11. A device set forth in claim 10 wherein means are provided for introducing astigmatism into the beam to counteract any detrimental effects on the beam shape due to the curved field.
12. A cathode-ray device comprising an envelope of elongated form and defining an elongated trajectory control space, an elongated electron-receiving target associated with said control space, means for launching an electron beam into said trajectory control space from one end thereof along a selected trajectory, permanent magnet means for establishing in said trajectory control space a graded electron-deflecting magnetic field that increases in intensity along the length of the control space in a direction away from the beam-launching means for bending said selected trajectory to terminate on said target 17 and for providing an additional focusing effect for the beam, and means for varying the angle of entry of the said beam into the control space thereby to cause the beam to scan a line along the elongated target.

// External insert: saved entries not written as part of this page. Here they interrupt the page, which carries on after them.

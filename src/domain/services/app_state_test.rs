use std::time::Duration;

use anyhow::Result;
use test_utils::directions_fixture;
use tokio::sync::mpsc;

use super::AppState;
use super::RouteOutcome;
use crate::domain::models::Action;
use crate::domain::models::DirectionsResponse;
use crate::domain::models::Event;
use crate::domain::models::LatLng;
use crate::domain::models::LocatorBox;
use crate::domain::models::MarkerStyle;
use crate::domain::services::RouteSynchronizer;
use crate::domain::services::SessionError;
use crate::domain::services::SidePanel;
use crate::infrastructure::locators::fixed::FixedLocator;
use crate::infrastructure::renderers::headless::HeadlessHandle;
use crate::infrastructure::renderers::headless::HeadlessRenderer;

fn fixture() -> DirectionsResponse {
    return serde_json::from_str(directions_fixture()).unwrap();
}

async fn app() -> (AppState, HeadlessHandle, mpsc::UnboundedReceiver<Action>) {
    let renderer = HeadlessRenderer::default();
    let handle = renderer.handle();
    let mut map = RouteSynchronizer::new(Box::new(renderer), SidePanel::default());
    let locator: LocatorBox = Box::new(FixedLocator::new(LatLng::new(37.77, -122.42)));
    map.initialize(&locator, Duration::from_millis(5000)).await;

    let (tx, rx) = mpsc::unbounded_channel::<Action>();
    return (AppState::new(map, tx), handle, rx);
}

fn route_markers(handle: &HeadlessHandle) -> usize {
    return handle
        .markers()
        .iter()
        .filter(|(_, style)| return *style != MarkerStyle::UserLocation)
        .count();
}

fn response_for(session_id: &str, message_index: usize) -> Event {
    return Event::RouteResponse {
        session_id: session_id.to_string(),
        message_index,
        response: fixture(),
    };
}

#[tokio::test]
async fn it_submits_prompts_for_the_active_session() -> Result<()> {
    let (mut app, _handle, mut rx) = app().await;
    let session_id = app.sessions.active_id().to_string();

    let prompt = app.submit_prompt("  coffee then books  ")?;

    assert_eq!(prompt.session_id, session_id);
    assert_eq!(prompt.message_index, 0);
    assert_eq!(prompt.text, "coffee then books");
    assert_eq!(app.sessions.active().messages, vec!["coffee then books"]);
    assert!(app.waiting_for_directions());
    assert_eq!(rx.recv().await, Some(Action::RouteRequest(prompt)));

    return Ok(());
}

#[tokio::test]
async fn it_rejects_empty_prompts() {
    let (mut app, _handle, _rx) = app().await;

    assert!(app.submit_prompt("   ").is_err());
    assert!(app.sessions.active().messages.is_empty());
    assert!(!app.waiting_for_directions());
}

#[tokio::test]
async fn it_shows_responses_for_the_active_session() -> Result<()> {
    let (mut app, handle, _rx) = app().await;
    let prompt = app.submit_prompt("coffee")?;

    let outcome = app
        .handle_event(response_for(&prompt.session_id, prompt.message_index))
        .await?;

    assert_eq!(
        outcome,
        RouteOutcome::Attached {
            session_id: prompt.session_id.to_string(),
            message_index: 0,
            shown: true,
        }
    );
    assert!(!app.waiting_for_directions());
    assert!(app.sessions.active().has_response(0));
    assert_eq!(handle.path("route").map(|path| return path.len()), Some(3));
    assert_eq!(route_markers(&handle), 3);

    return Ok(());
}

#[tokio::test]
async fn it_keeps_late_responses_off_the_map() -> Result<()> {
    let (mut app, handle, _rx) = app().await;
    let prompt = app.submit_prompt("coffee")?;
    app.new_session().await;

    let outcome = app
        .handle_event(response_for(&prompt.session_id, prompt.message_index))
        .await?;

    assert!(matches!(outcome, RouteOutcome::Attached { shown: false, .. }));
    assert!(app.sessions.get(&prompt.session_id).unwrap().has_route());
    assert!(!app.sessions.active().has_route());
    assert_eq!(handle.path_count(), 0);
    assert_eq!(route_markers(&handle), 0);

    app.select_session(&prompt.session_id).await?;
    assert_eq!(handle.path_count(), 1);
    assert_eq!(route_markers(&handle), 3);

    return Ok(());
}

#[tokio::test]
async fn it_clears_markers_when_switching_to_an_empty_session() -> Result<()> {
    let (mut app, handle, _rx) = app().await;
    let prompt = app.submit_prompt("coffee")?;
    app.handle_event(response_for(&prompt.session_id, 0)).await?;

    app.new_session().await;

    assert_eq!(route_markers(&handle), 0);
    return Ok(());
}

#[tokio::test]
async fn it_drops_responses_for_deleted_sessions() -> Result<()> {
    let (mut app, _handle, _rx) = app().await;
    let prompt = app.submit_prompt("coffee")?;
    app.delete_session(&prompt.session_id).await?;

    let err = app
        .handle_event(response_for(&prompt.session_id, 0))
        .await
        .unwrap_err();

    assert_eq!(
        err.downcast_ref::<SessionError>(),
        Some(&SessionError::NotFound(prompt.session_id.to_string()))
    );
    assert!(!app.sessions.active().has_route());

    return Ok(());
}

#[tokio::test]
async fn it_leaves_sessions_alone_on_failure() -> Result<()> {
    let (mut app, handle, _rx) = app().await;
    let prompt = app.submit_prompt("coffee")?;

    let outcome = app
        .handle_event(Event::RouteFailed {
            session_id: prompt.session_id.to_string(),
            message_index: 0,
            error: "Network error".to_string(),
        })
        .await?;

    assert!(matches!(outcome, RouteOutcome::Failed { .. }));
    assert!(!app.sessions.active().has_response(0));
    assert_eq!(app.sessions.active().messages.len(), 1);
    assert_eq!(handle.path_count(), 0);

    return Ok(());
}

#[tokio::test]
async fn it_renames_sessions() -> Result<()> {
    let (mut app, _handle, _rx) = app().await;
    let id = app.sessions.active_id().to_string();

    app.rename_session(&id, " Weekend ")?;
    assert_eq!(app.sessions.active().name, "Weekend");
    assert!(app.rename_session(&id, "  ").is_err());

    return Ok(());
}

#[tokio::test]
async fn it_exports_the_active_route() -> Result<()> {
    let (mut app, _handle, _rx) = app().await;
    assert!(app.export_url("driving", false).is_none());

    let prompt = app.submit_prompt("coffee")?;
    app.handle_event(response_for(&prompt.session_id, 0)).await?;

    let url = app.export_url("driving", false).unwrap();
    assert!(url.as_str().contains("origin=38.5%2C-120.2"));
    assert!(url.as_str().contains("destination=43.252%2C-126.453"));

    return Ok(());
}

13. A device as set forth in claim 12 wherein the envelope has a cylindrical form, and the target comprises a phosphor strip extending adjacent to the wall of the envelope and parallel to its length.
14. A cathode-ray device comprising a generally cylindrical envelope of elongated form and defining an elongated trajectory control space, an elongated electronreceiving target associated with said control space, means for launching an electron beam into said trajectory control space from one end thereof and along a selected trajectory, and plural permanent magnet means provided along the length of the device With a gradually decreasing spacing and including generally cylindrical pole pieces disposed on opposite sides of said control space to increase the field intensity at the end of the device farthest from the beam source for bending said selected trajectory to terminate on said target and for providing an additional focusing effect for the beam.

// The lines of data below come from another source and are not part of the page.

pub mod directions;
pub mod locators;
pub mod renderers;
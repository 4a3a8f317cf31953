#[cfg(test)]
#[path = "app_state_test.rs"]
mod tests;

use anyhow::bail;
use anyhow::Result;
use reqwest::Url;
use tokio::sync::mpsc;

use super::itinerary;
use super::navigation;
use super::RouteSynchronizer;
use super::SessionStore;
use crate::domain::models::Action;
use crate::domain::models::Event;
use crate::domain::models::RoutePrompt;

/// What became of a directions result once it reached the app.
#[derive(Clone, Debug, PartialEq, Eq)]
pub enum RouteOutcome {
    /// Attached to its session. `shown` is set when that session is active
    /// and the map was redrawn.
    Attached {
        session_id: String,
        message_index: usize,
        shown: bool,
    },
    Failed {
        session_id: String,
        message_index: usize,
        error: String,
    },
}

/// Conversation and map state for one running app. Every change to the
/// active session goes through here so the map always shows the active
/// session's route.
pub struct AppState {
    pub sessions: SessionStore,
    pub map: RouteSynchronizer,
    action_tx: mpsc::UnboundedSender<Action>,
    in_flight: usize,
}

impl AppState {
    pub fn new(map: RouteSynchronizer, action_tx: mpsc::UnboundedSender<Action>) -> AppState {
        return AppState {
            sessions: SessionStore::new(),
            map,
            action_tx,
            in_flight: 0,
        };
    }

    pub fn waiting_for_directions(&self) -> bool {
        return self.in_flight > 0;
    }

    /// Records the prompt on the active session and asks for directions. The
    /// request remembers which session and message it belongs to.
    pub fn submit_prompt(&mut self, text: &str) -> Result<RoutePrompt> {
        let text = text.trim();
        if text.is_empty() {
            bail!("Describe where you want to go first.");
        }

        let session_id = self.sessions.active_id().to_string();
        let message_index = self.sessions.append_message(&session_id, text)?;
        let prompt = RoutePrompt::new(&session_id, message_index, text);

        self.action_tx.send(Action::RouteRequest(prompt.clone()))?;
        self.in_flight += 1;

        return Ok(prompt);
    }

    pub async fn handle_event(&mut self, event: Event) -> Result<RouteOutcome> {
        self.in_flight = self.in_flight.saturating_sub(1);

        match event {
            Event::RouteResponse {
                session_id,
                message_index,
                response,
            } => {
                let update = itinerary::route_update(&response);
                self.sessions
                    .attach_response(&session_id, message_index, update)?;

                let shown = self.sessions.is_active(&session_id);
                if shown {
                    self.sync_map().await;
                }

                tracing::debug!(%session_id, message_index, shown, "Attached route");
                return Ok(RouteOutcome::Attached {
                    session_id,
                    message_index,
                    shown,
                });
            }
            Event::RouteFailed {
                session_id,
                message_index,
                error,
            } => {
                return Ok(RouteOutcome::Failed {
                    session_id,
                    message_index,
                    error,
                });
            }
        }
    }

    /// Redraws the map from the active session.
    pub async fn sync_map(&mut self) {
        let (geometry, coords) = itinerary::map_view(self.sessions.active());
        self.map.sync(geometry, coords).await;
    }

    pub async fn new_session(&mut self) -> String {
        let id = self.sessions.create_session();
        self.sync_map().await;

        return id;
    }

    pub async fn select_session(&mut self, id: &str) -> Result<()> {
        self.sessions.select_session(id)?;
        self.sync_map().await;

        return Ok(());
    }

    pub async fn delete_session(&mut self, id: &str) -> Result<()> {
        let was_active = self.sessions.is_active(id);
        self.sessions.delete_session(id)?;
        if was_active {
            self.sync_map().await;
        }

        return Ok(());
    }

    pub fn rename_session(&mut self, id: &str, name: &str) -> Result<()> {
        let name = name.trim();
        if name.is_empty() {
            bail!("Session names can't be empty.");
        }

        self.sessions.rename_session(id, name)?;
        return Ok(());
    }

    /// Google Maps link for the active session's waypoints.
    pub fn export_url(&self, travel_mode: &str, navigate: bool) -> Option<Url> {
        let coords = itinerary::waypoint_coords(&self.sessions.active().waypoints);
        return navigation::google_maps_url(&coords, travel_mode, navigate);
    }
}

15. A device as set forth in claim 14 wherein the target comprises four generally parallel, adjacent, phosphor strips luminescing, respectively, in three primary colors and in white.
16. A cathode-ray device comprising an elongated cylindrical evacuated envelope defining an elongated trajectory control space, an elongated electron-receiving target comprising color-luminescing and white-luminescing, parallel, phosphor strips associated with said control space, means for launching an electron beam into said control space along a selected trajectory making a given angle of entry of the beam relative to the target, magnetic-fieldforrning means for establishing a control magnetic field to cause the path of said electron beam to be bent to wards and thus strike said target, and means for varying the said angle of entry of the beam over a range including directions away from the inner surface of said target so as to vary the selected beam trajectory and thereby vary the position of the point of impact of the beam along the operative surface of the target, said cylindrical envelope being rotatable relative to the angle-varying means to selectively locate the color-luminescing and white-luminescing strips in the path of the beam.